Fedor Parfenovich Bohatirchuk was born November 27, 1892, 125 years ago. But most sources give November 14, 1892, as Bohatirchuk's date of birth. This discrepancy is probably caused by the differences between the Julian and the Gregorian calendar. After the Russian Revolution the more precise Gregorian calendar was used in the Soviet Union but before the revolution the Julian calendar which lags 13 days behind the Gregorian calendar was better known in Russia. This difference is also the reason why the so called "October Revolution" (which according to the Julian calendar broke out on October 25, 1917) took place in November (November 7, 1917) if one follows the Gregorian calendar.

Bohatirchuk was born in Kiev, which today is in Ukraine but back then was part of the Russian Empire. There have been different ways to transcribe Bohatirchuk's name from cyrillic but in this article we follow the writing used in the ChessBase Mega database and the name on his grave.

Bohatirchuk learnt to play chess when he was 15 years old. At the beginning of his chess career Bohatirchuk visited a couple of tournaments with Mikhail Chigorin who was Bohatirchuk's chess teacher for a short time before he died in 1908. 1910 Bohatirchuk won the City Championship of Kiev for the first time, ahead of Efim Bogoljubow. In 1914 José Raúl Capablanca visited Kiev and won an exhibition match against the young master.

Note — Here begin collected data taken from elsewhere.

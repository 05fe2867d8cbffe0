use super::{body_into, parse_id};
use crate::error::AppError;
use crate::extractors::PagingRequest;
use crate::models::{CreateEntitlement, UpdateEntitlement};
use crate::response::{success_created, success_one, success_page, success_related};
use crate::state::AppState;
use axum::{
    extract::{Path, State},
    http::StatusCode,
    response::IntoResponse,
    Json,
};
use serde_json::Value;

pub async fn list(
    State(state): State<AppState>,
    PagingRequest(paging): PagingRequest,
) -> Result<impl IntoResponse, AppError> {
    let page = state.entitlements.list(paging).await?;
    success_page(&page, paging)
}

pub async fn read(State(state): State<AppState>, Path(id): Path<String>) -> Result<impl IntoResponse, AppError> {
    let row = state.entitlements.get(parse_id(&id)?).await?;
    success_one(&row)
}

/// GET /products/entitlements/:id/resources
pub async fn resources(State(state): State<AppState>, Path(id): Path<String>) -> Result<impl IntoResponse, AppError> {
    let page = state.entitlements.resources(parse_id(&id)?).await?;
    success_related(&page)
}

pub async fn create(State(state): State<AppState>, Json(body): Json<Value>) -> Result<impl IntoResponse, AppError> {
    let dto: CreateEntitlement = body_into(body)?;
    let row = state.entitlements.create(&dto).await?;
    success_created(&row)
}

pub async fn update(
    State(state): State<AppState>,
    Path(id): Path<String>,
    Json(body): Json<Value>,
) -> Result<impl IntoResponse, AppError> {
    let id = parse_id(&id)?;
    let dto: UpdateEntitlement = body_into(body)?;
    let row = state.entitlements.update(id, &dto).await?;
    success_one(&row)
}

pub async fn delete(State(state): State<AppState>, Path(id): Path<String>) -> Result<impl IntoResponse, AppError> {
    state.entitlements.delete(parse_id(&id)?).await?;
    Ok(StatusCode::NO_CONTENT)
}
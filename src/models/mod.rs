//! Typed rows, nested views and request DTOs for the catalog entities.

mod entitlement;
mod product;
mod resource;

pub use entitlement::*;
pub use product::*;
pub use resource::*;

use crate::error::AppError;
use serde::Serialize;
use serde_json::Value;
use std::collections::HashMap;

/// Flatten a change DTO into column -> value attributes, dropping unset (skipped) fields.
pub fn to_attributes<T: Serialize>(dto: &T) -> Result<HashMap<String, Value>, AppError> {
    match serde_json::to_value(dto).map_err(|e| AppError::BadRequest(e.to_string()))? {
        Value::Object(m) => Ok(m.into_iter().collect()),
        _ => Err(AppError::BadRequest("body must be a JSON object".into())),
    }
}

More than a 100 games against Alekhine

Bohatirchuk was one the Russian players who played at the Congress of the German Chess Federation in Mannheim 1914 when World War I broke out and the Russian players were interned by the Germans. However, Bohatirchuk was soon released and sent to Switzerland with Alexander Alekhine, Peter Saburov and N. Koppelmann. From Switzerland the Russians made their way to Genoa where they waited about a month for a ship that would bring them back to Russia. While waiting, they played a lot of chess and Bohatirchuk later said that this month in which he played more than a 100 games against Alekhine had been better for his chess than all other matches and tournaments.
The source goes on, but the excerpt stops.